(Stored data)
----------------------------------------
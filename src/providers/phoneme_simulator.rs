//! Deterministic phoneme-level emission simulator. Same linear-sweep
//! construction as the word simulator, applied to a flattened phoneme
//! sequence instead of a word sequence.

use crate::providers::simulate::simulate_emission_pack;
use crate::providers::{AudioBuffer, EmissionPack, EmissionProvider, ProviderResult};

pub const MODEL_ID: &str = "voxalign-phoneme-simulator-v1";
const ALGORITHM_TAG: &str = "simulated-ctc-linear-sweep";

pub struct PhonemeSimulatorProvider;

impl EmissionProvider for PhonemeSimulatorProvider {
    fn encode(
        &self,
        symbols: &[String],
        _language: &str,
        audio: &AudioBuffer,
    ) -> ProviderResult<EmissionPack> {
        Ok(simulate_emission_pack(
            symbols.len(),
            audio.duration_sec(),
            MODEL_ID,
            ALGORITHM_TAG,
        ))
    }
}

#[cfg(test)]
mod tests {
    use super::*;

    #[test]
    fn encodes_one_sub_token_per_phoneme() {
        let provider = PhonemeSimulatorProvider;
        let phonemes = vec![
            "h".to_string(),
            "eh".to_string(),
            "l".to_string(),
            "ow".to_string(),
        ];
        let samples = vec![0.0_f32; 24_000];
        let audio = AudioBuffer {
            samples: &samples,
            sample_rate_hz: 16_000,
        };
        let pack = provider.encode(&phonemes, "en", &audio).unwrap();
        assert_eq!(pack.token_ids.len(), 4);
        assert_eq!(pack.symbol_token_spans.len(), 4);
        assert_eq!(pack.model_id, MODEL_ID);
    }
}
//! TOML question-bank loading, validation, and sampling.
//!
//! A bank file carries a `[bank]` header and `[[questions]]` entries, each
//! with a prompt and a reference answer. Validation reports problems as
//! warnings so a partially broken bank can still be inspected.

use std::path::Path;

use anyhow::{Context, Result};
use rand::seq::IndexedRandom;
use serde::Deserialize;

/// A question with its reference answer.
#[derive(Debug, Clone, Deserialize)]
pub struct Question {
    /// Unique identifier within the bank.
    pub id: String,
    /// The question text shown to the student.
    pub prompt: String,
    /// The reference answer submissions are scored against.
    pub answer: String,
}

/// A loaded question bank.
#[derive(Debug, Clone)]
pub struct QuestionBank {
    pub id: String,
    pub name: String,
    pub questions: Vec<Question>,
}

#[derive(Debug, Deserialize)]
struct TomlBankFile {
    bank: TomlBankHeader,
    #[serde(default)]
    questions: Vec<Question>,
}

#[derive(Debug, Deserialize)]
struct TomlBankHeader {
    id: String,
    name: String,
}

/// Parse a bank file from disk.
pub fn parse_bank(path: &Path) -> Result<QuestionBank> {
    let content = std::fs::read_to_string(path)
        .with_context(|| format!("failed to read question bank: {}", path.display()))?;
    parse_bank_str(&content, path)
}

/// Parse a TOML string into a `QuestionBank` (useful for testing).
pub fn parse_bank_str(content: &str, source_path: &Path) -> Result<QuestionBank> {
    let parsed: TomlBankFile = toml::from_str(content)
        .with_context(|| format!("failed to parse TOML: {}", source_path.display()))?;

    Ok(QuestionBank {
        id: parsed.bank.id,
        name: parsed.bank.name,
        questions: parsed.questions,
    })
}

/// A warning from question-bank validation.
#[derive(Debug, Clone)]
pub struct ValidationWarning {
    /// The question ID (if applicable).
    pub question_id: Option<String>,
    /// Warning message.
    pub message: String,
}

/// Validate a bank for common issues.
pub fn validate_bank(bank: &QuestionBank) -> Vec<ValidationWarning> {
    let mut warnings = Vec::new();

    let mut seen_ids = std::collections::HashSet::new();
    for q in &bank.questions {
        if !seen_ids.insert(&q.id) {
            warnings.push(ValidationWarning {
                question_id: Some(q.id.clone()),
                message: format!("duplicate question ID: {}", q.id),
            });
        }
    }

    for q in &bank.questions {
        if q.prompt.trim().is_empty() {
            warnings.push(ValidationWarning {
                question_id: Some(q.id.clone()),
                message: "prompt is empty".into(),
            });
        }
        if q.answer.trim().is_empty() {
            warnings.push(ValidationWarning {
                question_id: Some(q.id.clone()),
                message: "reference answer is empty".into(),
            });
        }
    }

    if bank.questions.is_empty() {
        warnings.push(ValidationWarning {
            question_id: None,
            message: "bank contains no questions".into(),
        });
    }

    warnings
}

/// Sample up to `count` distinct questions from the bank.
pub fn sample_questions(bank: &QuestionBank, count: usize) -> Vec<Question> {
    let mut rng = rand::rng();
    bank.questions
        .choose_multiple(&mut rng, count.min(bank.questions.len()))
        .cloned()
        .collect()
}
----------------------------------------
> **EXERCISE PROMPT**:
An exact repeat of all the entries above is required.

> **SOLUTION TO THIS EXERCISE**:
filename src/providers/phoneme_simulator.rs
//! Deterministic phoneme-level emission simulator. Same linear-sweep
//! construction as the word simulator, applied to a flattened phoneme
//! sequence instead of a word sequence.

use crate::providers::simulate::simulate_emission_pack;
use crate::providers::{AudioBuffer, EmissionPack, EmissionProvider, ProviderResult};

pub const MODEL_ID: &str = "voxalign-phoneme-simulator-v1";
const ALGORITHM_TAG: &str = "simulated-ctc-linear-sweep";

pub struct PhonemeSimulatorProvider;

impl EmissionProvider for PhonemeSimulatorProvider {
    fn encode(
        &self,
        symbols: &[String],
        _language: &str,
        audio: &AudioBuffer,
    ) -> ProviderResult<EmissionPack> {
        Ok(simulate_emission_pack(
            symbols.len(),
            audio.duration_sec(),
            MODEL_ID,
            ALGORITHM_TAG,
        ))
    }
}

#[cfg(test)]
mod tests {
    use super::*;

    #[test]
    fn encodes_one_sub_token_per_phoneme() {
        let provider = PhonemeSimulatorProvider;
        let phonemes = vec![
            "h".to_string(),
            "eh".to_string(),
            "l".to_string(),
            "ow".to_string(),
        ];
        let samples = vec![0.0_f32; 24_000];
        let audio = AudioBuffer {
            samples: &samples,
            sample_rate_hz: 16_000,
        };
        let pack = provider.encode(&phonemes, "en", &audio).unwrap();
        assert_eq!(pack.token_ids.len(), 4);
        assert_eq!(pack.symbol_token_spans.len(), 4);
        assert_eq!(pack.model_id, MODEL_ID);
    }
}
//! TOML question-bank loading, validation, and sampling.
//!
//! A bank file carries a `[bank]` header and `[[questions]]` entries, each
//! with a prompt and a reference answer. Validation reports problems as
//! warnings so a partially broken bank can still be inspected.

use std::path::Path;

use anyhow::{Context, Result};
use rand::seq::IndexedRandom;
use serde::Deserialize;

/// A question with its reference answer.
#[derive(Debug, Clone, Deserialize)]
pub struct Question {
    /// Unique identifier within the bank.
    pub id: String,
    /// The question text shown to the student.
    pub prompt: String,
    /// The reference answer submissions are scored against.
    pub answer: String,
}

/// A loaded question bank.
#[derive(Debug, Clone)]
pub struct QuestionBank {
    pub id: String,
    pub name: String,
    pub questions: Vec<Question>,
}

#[derive(Debug, Deserialize)]
struct TomlBankFile {
    bank: TomlBankHeader,
    #[serde(default)]
    questions: Vec<Question>,
}

#[derive(Debug, Deserialize)]
struct TomlBankHeader {
    id: String,
    name: String,
}

/// Parse a bank file from disk.
pub fn parse_bank(path: &Path) -> Result<QuestionBank> {
    let content = std::fs::read_to_string(path)
        .with_context(|| format!("failed to read question bank: {}", path.display()))?;
    parse_bank_str(&content, path)
}

/// Parse a TOML string into a `QuestionBank` (useful for testing).
pub fn parse_bank_str(content: &str, source_path: &Path) -> Result<QuestionBank> {
    let parsed: TomlBankFile = toml::from_str(content)
        .with_context(|| format!("failed to parse TOML: {}", source_path.display()))?;

    Ok(QuestionBank {
        id: parsed.bank.id,
        name: parsed.bank.name,
        questions: parsed.questions,
    })
}

/// A warning from question-bank validation.
#[derive(Debug, Clone)]
pub struct ValidationWarning {
    /// The question ID (if applicable).
    pub question_id: Option<String>,
    /// Warning message.
    pub message: String,
}

/// Validate a bank for common issues.
pub fn validate_bank(bank: &QuestionBank) -> Vec<ValidationWarning> {
    let mut warnings = Vec::new();

    let mut seen_ids = std::collections::HashSet::new();
    for q in &bank.questions {
        if !seen_ids.insert(&q.id) {
            warnings.push(ValidationWarning {
                question_id: Some(q.id.clone()),
                message: format!("duplicate question ID: {}", q.id),
            });
        }
    }

    for q in &bank.questions {
        if q.prompt.trim().is_empty() {
            warnings.push(ValidationWarning {
                question_id: Some(q.id.clone()),
                message: "prompt is empty".into(),
            });
        }
        if q.answer.trim().is_empty() {
            warnings.push(ValidationWarning {
                question_id: Some(q.id.clone()),
                message: "reference answer is empty".into(),
            });
        }
    }

    if bank.questions.is_empty() {
        warnings.push(ValidationWarning {
            question_id: None,
            message: "bank contains no questions".into(),
        });
    }

    warnings
}

/// Sample up to `count` distinct questions from the bank.
pub fn sample_questions(bank: &QuestionBank, count: usize) -> Vec<Question> {
    let mut rng = rand::rng();
    bank.questions
        .choose_multiple(&mut rng, count.min(bank.questions.len()))
        .cloned()
        .collect()
}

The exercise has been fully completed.